Yep....nice axe by the way.






Sent from my SM-G930V using Tapatalk


----------



## Karel (Jun 30, 2019)

Yes, liking good
I am replacing my plastic-handle pieces
Yesterday I applied linseed oil on the handle. Now I have to make it sharp - out of the box not perfect.
Picture of the oiling process, as I worked also on my Scythe wood maintenance ...


----------



## Huskybill (Jul 2, 2019)

Nothing matches the Swedish steels. The Swedes were the first to use electric furnaces in there steel founderies, they developed chrome moly steel. They made the best steels in the world at onetime.


----------



## newforest (Jul 3, 2019)

Did I just find best homesteading video maker in all nominations?



A friend of mine once told me to shop for axes based on how thin the edge is when it is sold to you. He told me this inside a "Big Box" hardware store as we looked at their options for sale, which were cheap, but just as he was explaining, tended to have cutting edges that were nearly perfect short squat triangles. "Gonna take a long time to sharpen that one," he told me.
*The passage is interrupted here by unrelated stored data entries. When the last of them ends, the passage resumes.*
impl Surface {
    /// Sidebar panel with one toggle per branch.
    pub fn panel(taxonomy: &TaxonomyModel, row_extent: f32) -> Self {
        let mut surface = Self::empty(SurfaceKind::Panel, SurfaceFilter::Everything, row_extent);
        for branch in taxonomy.branches() {
            if let Ok(root) = TaxonomyPath::branch_root(branch) {
                surface.insert_root(taxonomy, root);
            }
        }
        surface
    }

    /// Flyout overlay, initially showing nothing.
    pub fn overlay(row_extent: f32) -> Self {
        Self::empty(
            SurfaceKind::Overlay,
            SurfaceFilter::Branch {
                branch: String::new(),
                ghost: None,
            },
            row_extent,
        )
    }

    fn empty(kind: SurfaceKind, filter: SurfaceFilter, row_extent: f32) -> Self {
        Self {
            id: SurfaceId::new(),
            kind,
            filter,
            roots: Vec::new(),
            nodes: BTreeMap::new(),
            in_flight: BTreeMap::new(),
            row_extent,
        }
    }

    pub fn into_handle(self) -> SurfaceHandle {
        Rc::new(RefCell::new(self))
    }

    pub fn id(&self) -> SurfaceId {
        self.id
    }

    pub fn kind(&self) -> SurfaceKind {
        self.kind
    }

    /// Branch shown by an overlay; `None` for the panel or a blank overlay.
    pub fn target_branch(&self) -> Option<&str> {
        match &self.filter {
            SurfaceFilter::Branch { branch, .. } if !branch.is_empty() => Some(branch),
            _ => None,
        }
    }

    /// Path an overlay keeps open regardless of Branch Memory: its own root.
    pub fn pinned_root(&self) -> Option<&TaxonomyPath> {
        match self.kind {
            SurfaceKind::Overlay => self.roots.first(),
            SurfaceKind::Panel => None,
        }
    }

    /// Point an overlay at `branch`, optionally pruned to `ghost`. Switching
    /// branches rebuilds from scratch; changing only the ghost set prunes
    /// rows that are no longer admitted.
    pub fn retarget(
        &mut self,
        taxonomy: &TaxonomyModel,
        branch: &str,
        ghost: Option<BTreeSet<TaxonomyPath>>,
    ) {
        if self.kind != SurfaceKind::Overlay {
            debug!("retarget ignored on {:?} surface {}", self.kind, self.id);
            return;
        }
        let branch_changed = self.target_branch() != Some(branch);
        self.filter = SurfaceFilter::Branch {
            branch: branch.to_string(),
            ghost,
        };
        if branch_changed {
            self.clear();
            if let Ok(root) = TaxonomyPath::branch_root(branch)
                && taxonomy.contains(&root)
            {
                self.insert_root(taxonomy, root);
            }
            return;
        }
        self.prune_unadmitted();
    }

    /// Back to the freshly constructed state, keeping the identity.
    pub fn rebuild(&mut self, taxonomy: &TaxonomyModel) {
        let fresh = match self.kind {
            SurfaceKind::Panel => Self::panel(taxonomy, self.row_extent),
            SurfaceKind::Overlay => Self::overlay(self.row_extent),
        };
        *self = Self { id: self.id, ..fresh };
    }

    /// Drop every row; an overlay goes blank.
    pub fn clear(&mut self) {
        self.roots.clear();
        self.nodes.clear();
        self.in_flight.clear();
    }

    pub fn hide(&mut self) {
        self.clear();
        self.filter = SurfaceFilter::Branch {
            branch: String::new(),
            ghost: None,
        };
    }

    fn insert_root(&mut self, taxonomy: &TaxonomyModel, root: TaxonomyPath) {
        if !self.filter.admits(&root) || self.nodes.contains_key(&root) {
            return;
        }
        let is_leaf = taxonomy.is_leaf(&root);
        self.roots.push(root.clone());
        self.nodes.insert(root.clone(), SurfaceNode::new(root, is_leaf));
    }

    fn prune_unadmitted(&mut self) {
        let rejected: Vec<TaxonomyPath> = self
            .nodes
            .keys()
            .filter(|path| !self.filter.admits(path))
            .cloned()
            .collect();
        for path in rejected {
            self.remove_subtree(&path);
        }
    }

    pub fn roots(&self) -> &[TaxonomyPath] {
        &self.roots
    }

    pub fn contains(&self, path: &TaxonomyPath) -> bool {
        self.nodes.contains_key(path)
    }

    pub fn node(&self, path: &TaxonomyPath) -> Option<&SurfaceNode> {
        self.nodes.get(path)
    }

    pub(crate) fn node_mut(&mut self, path: &TaxonomyPath) -> Option<&mut SurfaceNode> {
        self.nodes.get_mut(path)
    }

    pub fn nodes(&self) -> impl Iterator<Item = &SurfaceNode> {
        self.nodes.values()
    }

    pub(crate) fn nodes_mut(&mut self) -> impl Iterator<Item = &mut SurfaceNode> {
        self.nodes.values_mut()
    }

    pub fn len(&self) -> usize {
        self.nodes.len()
    }

    pub fn is_empty(&self) -> bool {
        self.nodes.is_empty()
    }

    pub fn active_nodes(&self) -> Vec<&TaxonomyPath> {
        self.nodes
            .values()
            .filter(|node| node.marks.active)
            .map(|node| &node.path)
            .collect()
    }

    /// Every path carrying a normal highlight mark.
    pub fn highlighted_paths(&self) -> BTreeSet<TaxonomyPath> {
        self.nodes
            .values()
            .filter(|node| node.marks.in_active_path)
            .map(|node| node.path.clone())
            .collect()
    }

    pub fn in_flight(&self, path: &TaxonomyPath) -> Option<InFlightTransition> {
        self.in_flight.get(path).copied()
    }

    /// Ensure `path` has an open child container holding every admitted child.
    /// Returns true when the container went from absent or closing to open.
    /// Leaves and paths not on this surface are left alone.
    pub(crate) fn ensure_open(&mut self, taxonomy: &TaxonomyModel, path: &TaxonomyPath) -> bool {
        let Some(node) = self.nodes.get(path) else {
            return false;
        };
        if node.is_leaf {
            return false;
        }
        let was_open = node.is_open();
        let existing: BTreeSet<TaxonomyPath> = node
            .container
            .as_ref()
            .map(|container| container.children.iter().cloned().collect())
            .unwrap_or_default();

        let admitted: Vec<TaxonomyPath> = taxonomy
            .child_paths(path)
            .into_iter()
            .filter(|child| self.filter.admits(child))
            .collect();
        for child in &admitted {
            if !existing.contains(child) {
                let is_leaf = taxonomy.is_leaf(child);
                self.nodes
                    .entry(child.clone())
                    .or_insert_with(|| SurfaceNode::new(child.clone(), is_leaf));
            }
        }
        if let Some(node) = self.nodes.get_mut(path) {
            node.container = Some(ChildContainer {
                state: ContainerState::Open,
                children: admitted,
            });
        }
        !was_open
    }

    /// Flag an open container as closing. Its rows stay until `finish_close`.
    pub(crate) fn begin_close(&mut self, path: &TaxonomyPath) -> bool {
        match self.nodes.get_mut(path).and_then(|node| node.container.as_mut()) {
            Some(container) if container.state == ContainerState::Open => {
                container.state = ContainerState::Closing;
                true
            },
            _ => false,
        }
    }

    /// Remove a closing container and everything under it. A container that
    /// was reopened in the meantime is left untouched.
    pub fn finish_close(&mut self, path: &TaxonomyPath) -> bool {
        let closing = self
            .nodes
            .get(path)
            .and_then(|node| node.container.as_ref())
            .is_some_and(|container| container.state == ContainerState::Closing);
        if !closing {
            return false;
        }
        self.remove_descendants(path);
        if let Some(node) = self.nodes.get_mut(path) {
            node.container = None;
        }
        true
    }

    fn remove_descendants(&mut self, path: &TaxonomyPath) {
        let doomed: Vec<TaxonomyPath> = self
            .nodes
            .keys()
            .filter(|candidate| *candidate != path && candidate.is_within(path))
            .cloned()
            .collect();
        for candidate in doomed {
            self.nodes.remove(&candidate);
            self.in_flight.remove(&candidate);
        }
    }

    fn remove_subtree(&mut self, path: &TaxonomyPath) {
        self.remove_descendants(path);
        self.nodes.remove(path);
        self.in_flight.remove(path);
        self.roots.retain(|root| root != path);
        if let Some(parent) = path.parent()
            && let Some(container) = self
                .nodes
                .get_mut(&parent)
                .and_then(|node| node.container.as_mut())
        {
            container.children.retain(|child| child != path);
        }
    }

    /// Rows a user can currently see, in display order: roots, then the
    /// children of every open container, depth-first.
    pub fn visible_rows(&self) -> Vec<&SurfaceNode> {
        let mut rows = Vec::new();
        let mut stack: Vec<&TaxonomyPath> = self.roots.iter().rev().collect();
        while let Some(path) = stack.pop() {
            let Some(node) = self.nodes.get(path) else {
                continue;
            };
            rows.push(node);
            if let Some(container) = node.container.as_ref()
                && container.state == ContainerState::Open
            {
                stack.extend(container.children.iter().rev());
            }
        }
        rows
    }

    fn visible_rows_under(&self, path: &TaxonomyPath) -> usize {
        let Some(container) = self.nodes.get(path).and_then(|node| node.container.as_ref()) else {
            return 0;
        };
        container
            .children
            .iter()
            .map(|child| {
                let nested = match self.nodes.get(child) {
                    Some(node) if node.is_open() => self.visible_rows_under(child),
                    _ => 0,
                };
                1 + nested
            })
            .sum()
    }

    /// Indented text rendering used by tests and debug logs.
    pub fn outline(&self) -> String {
        let mut out = String::new();
        for node in self.visible_rows() {
            let indent = "  ".repeat(node.path.depth().saturating_sub(1));
            let marker = match node.container.as_ref().map(|container| container.state) {
                Some(ContainerState::Open) => "v",
                Some(ContainerState::Closing) => "~",
                None if node.is_leaf => "-",
                None => ">",
            };
            let _ = write!(out, "{indent}{marker} {}", node.label());
            let marks = &node.marks;
            for (on, tag) in [
                (marks.active, "active"),
                (marks.in_active_path, "path"),
                (marks.has_active_descendant, "desc"),
                (marks.search_hit, "hit"),
                (marks.search_intermediate, "via"),
            ] {
                if on {
                    let _ = write!(out, " [{tag}]");
                }
            }
            match node.badge {
                Some(Badge::SearchCount(count)) => {
                    let _ = write!(out, " (search {count})");
                },
                Some(Badge::ScopeCount(count)) => {
                    let _ = write!(out, " ({count})");
                },
                None => {},
            }
            out.push('\n');
        }
        out
    }
}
Nevertheless I purchase those (hatchets, really), mostly for root-pruning bare-root tree seedlings --- because at $20 a pop or less, it doesn't hurt as much when some air-headed kid says "Oh, I'm not sure I put that back in the truck yesterday, sorry...."

So just daydreaming about the day when I can buy tools that I will be the only one using. Like this one. I will check out how thin it is, soon...


----------



## TXScout (Jul 13, 2019)

Mine holds an edge well. I am talking a razor sharp, shave hair off your arm, sharp. 

Mine came with three very distinct grind marks near the edge/bit. I wrapped sand paper around a wood block and sanded them out. 

The mask is not bad, but be careful of the rivets. They will chip your edge. I drilled mine out, cut a welt to fit, and then sewed the mask back together. 

All that being said, the quality was worth the work.


----------



## Cope1024 (Jul 22, 2019)

I have one, along with their hatchet. Very nice tools.


----------



## PepperTheDoggo (Aug 9, 2019)

I've been tempted to buy those in the past, but I had read some reviews (a couple of years ago) that claimed there was a bad batch that would break where the stamp mark is on the head. Generally, I just buy vintage stuff and work with that. But I would love a Husky hatchet...or HB...or Helko Werk...or an axe/hatchet in the Council Tools "Velvicut" lineup... One day.


----------



## PepperTheDoggo (Aug 9, 2019)

http://counciltool.com/velvicut-premium-axes/

I know it ain't right to do this to axe-lovers...


----------